(Your assignment)
Of the records that follow, copy only the lines from the line containing "use parking_lot::RwLock;" to the line containing "async fn append(&self, next: SessionVersion) -> BatonResult<()>;", both included, exactly as written.

___ Material provided ___

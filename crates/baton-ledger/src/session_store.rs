use async_trait::async_trait;
use baton_core::{
    BatonError, BatonResult, ProtocolBinding, SessionVersion, TranslationDirection,
    TranslationRecord,
};
use chrono::{DateTime, Utc};
use parking_lot::RwLock;
use std::collections::HashMap;
use std::path::{Path, PathBuf};
use tokio::io::AsyncWriteExt;
use tokio::sync::Mutex;
use tracing::{debug, info};
use uuid::Uuid;

/// Versioned, append-only storage for session records and the translation
/// records that link both sides of every gateway handoff.
#[async_trait]
pub trait SessionStore: Send + Sync {
    /// Creates a session and stores its first version.
    async fn open(
        &self,
        origin: ProtocolBinding,
        parent: Option<Uuid>,
    ) -> BatonResult<SessionVersion>;

    /// Appends a superseding version. Its `version` must be exactly one more
    /// than the latest stored version.
    async fn append(&self, next: SessionVersion) -> BatonResult<()>;

    /// Latest version of a session.
    async fn latest(&self, session_id: Uuid) -> BatonResult<SessionVersion>;

    /// All versions of a session, oldest first.
    async fn history(&self, session_id: Uuid) -> BatonResult<Vec<SessionVersion>>;

    /// Stores a translation record. If one already exists for the same task
    /// and direction, that record is returned and nothing is written.
    async fn record_translation(&self, record: TranslationRecord)
        -> BatonResult<TranslationRecord>;

    /// Translation records of a task.
    async fn translations(&self, task_id: Uuid) -> BatonResult<Vec<TranslationRecord>>;

    /// Removes sessions whose latest version is older than `older_than`,
    /// together with their translation records. Returns sessions removed.
    async fn prune(&self, older_than: DateTime<Utc>) -> BatonResult<usize>;
}

fn check_next(latest: Option<u64>, next: &SessionVersion) -> BatonResult<()> {
    let expected = latest.map_or(1, |v| v + 1);
    if next.version != expected {
        return Err(BatonError::SessionConflict(format!(
            "session {} expected version {expected}, got {}",
            next.session_id, next.version
        )));
    }
    Ok(())
}

// ---------------------------------------------------------------------------
// InMemorySessionStore
// ---------------------------------------------------------------------------

#[derive(Default)]
struct MemoryState {
    sessions: HashMap<Uuid, Vec<SessionVersion>>,
    translations: HashMap<(Uuid, TranslationDirection), TranslationRecord>,
}

/// Session store kept entirely in memory.
#[derive(Default)]
pub struct InMemorySessionStore {
    state: RwLock<MemoryState>,
}

impl InMemorySessionStore {
    /// Creates an empty store.
    pub fn new() -> Self {
        Self::default()
    }
}

#[async_trait]
impl SessionStore for InMemorySessionStore {
    async fn open(
        &self,
        origin: ProtocolBinding,
        parent: Option<Uuid>,
    ) -> BatonResult<SessionVersion> {
        let initial = SessionVersion::initial(origin, parent);
        self.append(initial.clone()).await?;
        Ok(initial)
    }

    async fn append(&self, next: SessionVersion) -> BatonResult<()> {
        let mut state = self.state.write();
        let latest = state
            .sessions
            .get(&next.session_id)
            .and_then(|v| v.last())
            .map(|v| v.version);
        check_next(latest, &next)?;
        state.sessions.entry(next.session_id).or_default().push(next);
        Ok(())
    }

    async fn latest(&self, session_id: Uuid) -> BatonResult<SessionVersion> {
        self.state
            .read()
            .sessions
            .get(&session_id)
            .and_then(|v| v.last().cloned())
            .ok_or(BatonError::SessionNotFound(session_id))
    }

    async fn history(&self, session_id: Uuid) -> BatonResult<Vec<SessionVersion>> {
        self.state
            .read()
            .sessions
            .get(&session_id)
            .cloned()
            .ok_or(BatonError::SessionNotFound(session_id))
    }

    async fn record_translation(
        &self,
        record: TranslationRecord,
    ) -> BatonResult<TranslationRecord> {
        let mut state = self.state.write();
        let stored = state
            .translations
            .entry((record.task_id, record.direction))
            .or_insert(record);
        Ok(stored.clone())
    }

    async fn translations(&self, task_id: Uuid) -> BatonResult<Vec<TranslationRecord>> {
        let state = self.state.read();
        let mut records: Vec<TranslationRecord> = state
            .translations
            .values()
            .filter(|r| r.task_id == task_id)
            .cloned()
            .collect();
        records.sort_by_key(|r| r.created_at);
        Ok(records)
    }

    async fn prune(&self, older_than: DateTime<Utc>) -> BatonResult<usize> {
        let mut state = self.state.write();
        let stale: Vec<Uuid> = state
            .sessions
            .iter()
            .filter(|(_, versions)| versions.last().map_or(true, |v| v.recorded_at < older_than))
            .map(|(id, _)| *id)
            .collect();
        for id in &stale {
            state.sessions.remove(id);
        }
        state
            .translations
            .retain(|_, record| !stale.contains(&record.session_id));
        Ok(stale.len())
    }
}

// ---------------------------------------------------------------------------
// JsonlSessionStore
// ---------------------------------------------------------------------------

/// File-backed session store.
///
/// Each session is one `<id>.session.jsonl` file with a version per line;
/// translation records share a single `translations.jsonl`.
pub struct JsonlSessionStore {
    dir: PathBuf,
    /// Serialises appends and caches the latest version per session.
    latest: Mutex<HashMap<Uuid, u64>>,
    translations: Mutex<HashMap<(Uuid, TranslationDirection), TranslationRecord>>,
}

impl JsonlSessionStore {
    /// Opens (or creates) a store rooted at `dir`.
    pub async fn new(dir: PathBuf) -> BatonResult<Self> {
        tokio::fs::create_dir_all(&dir).await?;
        let store = Self {
            dir,
            latest: Mutex::new(HashMap::new()),
            translations: Mutex::new(HashMap::new()),
        };
        let existing = store.read_translations().await?;
        let count = existing.len();
        *store.translations.lock().await = existing
            .into_iter()
            .map(|r| ((r.task_id, r.direction), r))
            .collect();
        debug!(dir = %store.dir.display(), translations = count, "SessionStore: opened");
        Ok(store)
    }

    fn session_path(&self, id: Uuid) -> PathBuf {
        self.dir.join(format!("{id}.session.jsonl"))
    }

    fn translations_path(&self) -> PathBuf {
        self.dir.join("translations.jsonl")
    }

    async fn append_line<T: serde::Serialize>(path: &Path, value: &T) -> BatonResult<()> {
        let mut file = tokio::fs::OpenOptions::new()
            .create(true)
            .append(true)
            .open(path)
            .await?;
        let mut line = serde_json::to_string(value)?;
        line.push('\n');
        file.write_all(line.as_bytes()).await?;
        file.flush().await?;
        Ok(())
    }

    async fn read_lines<T: serde::de::DeserializeOwned>(path: &Path) -> BatonResult<Vec<T>> {
        if !tokio::fs::try_exists(path).await? {
            return Ok(Vec::new());
        }
        let data = tokio::fs::read_to_string(path).await?;
        let items = data
            .lines()
            .filter(|l| !l.trim().is_empty())
            .map(serde_json::from_str)
            .collect::<Result<Vec<T>, _>>()?;
        Ok(items)
    }

    async fn read_versions(&self, id: Uuid) -> BatonResult<Vec<SessionVersion>> {
        Self::read_lines(&self.session_path(id)).await
    }

    async fn read_translations(&self) -> BatonResult<Vec<TranslationRecord>> {
        Self::read_lines(&self.translations_path()).await
    }
}

#[async_trait]
impl SessionStore for JsonlSessionStore {
    async fn open(
        &self,
        origin: ProtocolBinding,
        parent: Option<Uuid>,
    ) -> BatonResult<SessionVersion> {
        let initial = SessionVersion::initial(origin, parent);
        self.append(initial.clone()).await?;
        Ok(initial)
    }

    async fn append(&self, next: SessionVersion) -> BatonResult<()> {
        let mut latest = self.latest.lock().await;
        let current = match latest.get(&next.session_id) {
            Some(v) => Some(*v),
            None => self.read_versions(next.session_id).await?.last().map(|v| v.version),
        };
        check_next(current, &next)?;
        Self::append_line(&self.session_path(next.session_id), &next).await?;
        latest.insert(next.session_id, next.version);
        Ok(())
    }

    async fn latest(&self, session_id: Uuid) -> BatonResult<SessionVersion> {
        self.read_versions(session_id)
            .await?
            .pop()
            .ok_or(BatonError::SessionNotFound(session_id))
    }

    async fn history(&self, session_id: Uuid) -> BatonResult<Vec<SessionVersion>> {
        let versions = self.read_versions(session_id).await?;
        if versions.is_empty() {
            return Err(BatonError::SessionNotFound(session_id));
        }
        Ok(versions)
    }

    async fn record_translation(
        &self,
        record: TranslationRecord,
    ) -> BatonResult<TranslationRecord> {
        let mut translations = self.translations.lock().await;
        let key = (record.task_id, record.direction);
        if let Some(existing) = translations.get(&key) {
            return Ok(existing.clone());
        }
        Self::append_line(&self.translations_path(), &record).await?;
        translations.insert(key, record.clone());
        Ok(record)
    }

    async fn translations(&self, task_id: Uuid) -> BatonResult<Vec<TranslationRecord>> {
        let translations = self.translations.lock().await;
        let mut records: Vec<TranslationRecord> = translations
            .values()
            .filter(|r| r.task_id == task_id)
            .cloned()
            .collect();
        records.sort_by_key(|r| r.created_at);
        Ok(records)
    }

    async fn prune(&self, older_than: DateTime<Utc>) -> BatonResult<usize> {
        let mut latest = self.latest.lock().await;
        let mut entries = tokio::fs::read_dir(&self.dir).await?;
        let mut stale = Vec::new();
        while let Some(entry) = entries.next_entry().await? {
            let name = entry.file_name();
            let Some(id) = name
                .to_str()
                .and_then(|n| n.strip_suffix(".session.jsonl"))
                .and_then(|stem| Uuid::parse_str(stem).ok())
            else {
                continue;
            };
            let versions = self.read_versions(id).await?;
            if versions.last().map_or(true, |v| v.recorded_at < older_than) {
                tokio::fs::remove_file(entry.path()).await?;
                latest.remove(&id);
                stale.push(id);
            }
        }

        if !stale.is_empty() {
            let mut translations = self.translations.lock().await;
            translations.retain(|_, r| !stale.contains(&r.session_id));
            let mut body = String::new();
            for record in translations.values() {
                body.push_str(&serde_json::to_string(record)?);
                body.push('\n');
            }
            tokio::fs::write(self.translations_path(), body).await?;
            info!(pruned = stale.len(), "SessionStore: stale sessions pruned");
        }
        Ok(stale.len())
    }
}

#[cfg(test)]
#[allow(clippy::unwrap_used, clippy::expect_used)]
mod tests {
    use super::*;
    use tempfile::TempDir;

    fn translation(session_id: Uuid, task_id: Uuid, tag: &str) -> TranslationRecord {
        TranslationRecord {
            id: Uuid::new_v4(),
            session_id,
            task_id,
            direction: TranslationDirection::InternalToExternal,
            source_digest: format!("src-{tag}"),
            destination_digest: format!("dst-{tag}"),
            destination_payload: serde_json::json!({"tag": tag}),
            created_at: Utc::now(),
        }
    }

    async fn exercise(store: &dyn SessionStore) {
        let v1 = store.open(ProtocolBinding::Internal, None).await.unwrap();
        let v2 = v1.next().with_marker("stage", serde_json::json!("dispatched"));
        store.append(v2.clone()).await.unwrap();

        let stale = v1.next();
        let err = store.append(stale).await.unwrap_err();
        assert!(matches!(err, BatonError::SessionConflict(_)));

        let skip = v2.next().next();
        assert!(store.append(skip).await.is_err());

        let latest = store.latest(v1.session_id).await.unwrap();
        assert_eq!(latest.version, 2);
        assert_eq!(latest.markers["stage"], "dispatched");
        assert_eq!(store.history(v1.session_id).await.unwrap().len(), 2);

        let task_id = Uuid::new_v4();
        let first = store
            .record_translation(translation(v1.session_id, task_id, "a"))
            .await
            .unwrap();
        let second = store
            .record_translation(translation(v1.session_id, task_id, "b"))
            .await
            .unwrap();
        assert_eq!(first.id, second.id);
        assert_eq!(second.source_digest, "src-a");
        assert_eq!(store.translations(task_id).await.unwrap().len(), 1);

        assert!(matches!(
            store.latest(Uuid::new_v4()).await,
            Err(BatonError::SessionNotFound(_))
        ));

        assert_eq!(store.prune(Utc::now() - chrono::Duration::hours(1)).await.unwrap(), 0);
        assert_eq!(store.prune(Utc::now() + chrono::Duration::seconds(1)).await.unwrap(), 1);
        assert!(store.latest(v1.session_id).await.is_err());
        assert!(store.translations(task_id).await.unwrap().is_empty());
    }

    #[tokio::test]
    async fn test_in_memory_store() {
        exercise(&InMemorySessionStore::new()).await;
    }

    #[tokio::test]
    async fn test_jsonl_store() {
        let tmp = TempDir::new().unwrap();
        let store = JsonlSessionStore::new(tmp.path().to_path_buf()).await.unwrap();
        exercise(&store).await;
    }

    #[tokio::test]
    async fn test_jsonl_store_survives_reopen() {
        let tmp = TempDir::new().unwrap();
        let task_id = Uuid::new_v4();
        let session_id = {
            let store = JsonlSessionStore::new(tmp.path().to_path_buf()).await.unwrap();
            let v1 = store.open(ProtocolBinding::External, None).await.unwrap();
            store
                .record_translation(translation(v1.session_id, task_id, "a"))
                .await
                .unwrap();
            v1.session_id
        };

        let store = JsonlSessionStore::new(tmp.path().to_path_buf()).await.unwrap();
        let v1 = store.latest(session_id).await.unwrap();
        assert_eq!(v1.origin, ProtocolBinding::External);
        store.append(v1.next()).await.unwrap();
        assert!(store.append(v1.next()).await.is_err());
        let again = store
            .record_translation(translation(session_id, task_id, "b"))
            .await
            .unwrap();
        assert_eq!(again.source_digest, "src-a");
    }
}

___

(Answer)
use parking_lot::RwLock;
use std::collections::HashMap;
use std::path::{Path, PathBuf};
use tokio::io::AsyncWriteExt;
use tokio::sync::Mutex;
use tracing::{debug, info};
use uuid::Uuid;

/// Versioned, append-only storage for session records and the translation
/// records that link both sides of every gateway handoff.
#[async_trait]
pub trait SessionStore: Send + Sync {
    /// Creates a session and stores its first version.
    async fn open(
        &self,
        origin: ProtocolBinding,
        parent: Option<Uuid>,
    ) -> BatonResult<SessionVersion>;

    /// Appends a superseding version. Its `version` must be exactly one more
    /// than the latest stored version.
    async fn append(&self, next: SessionVersion) -> BatonResult<()>;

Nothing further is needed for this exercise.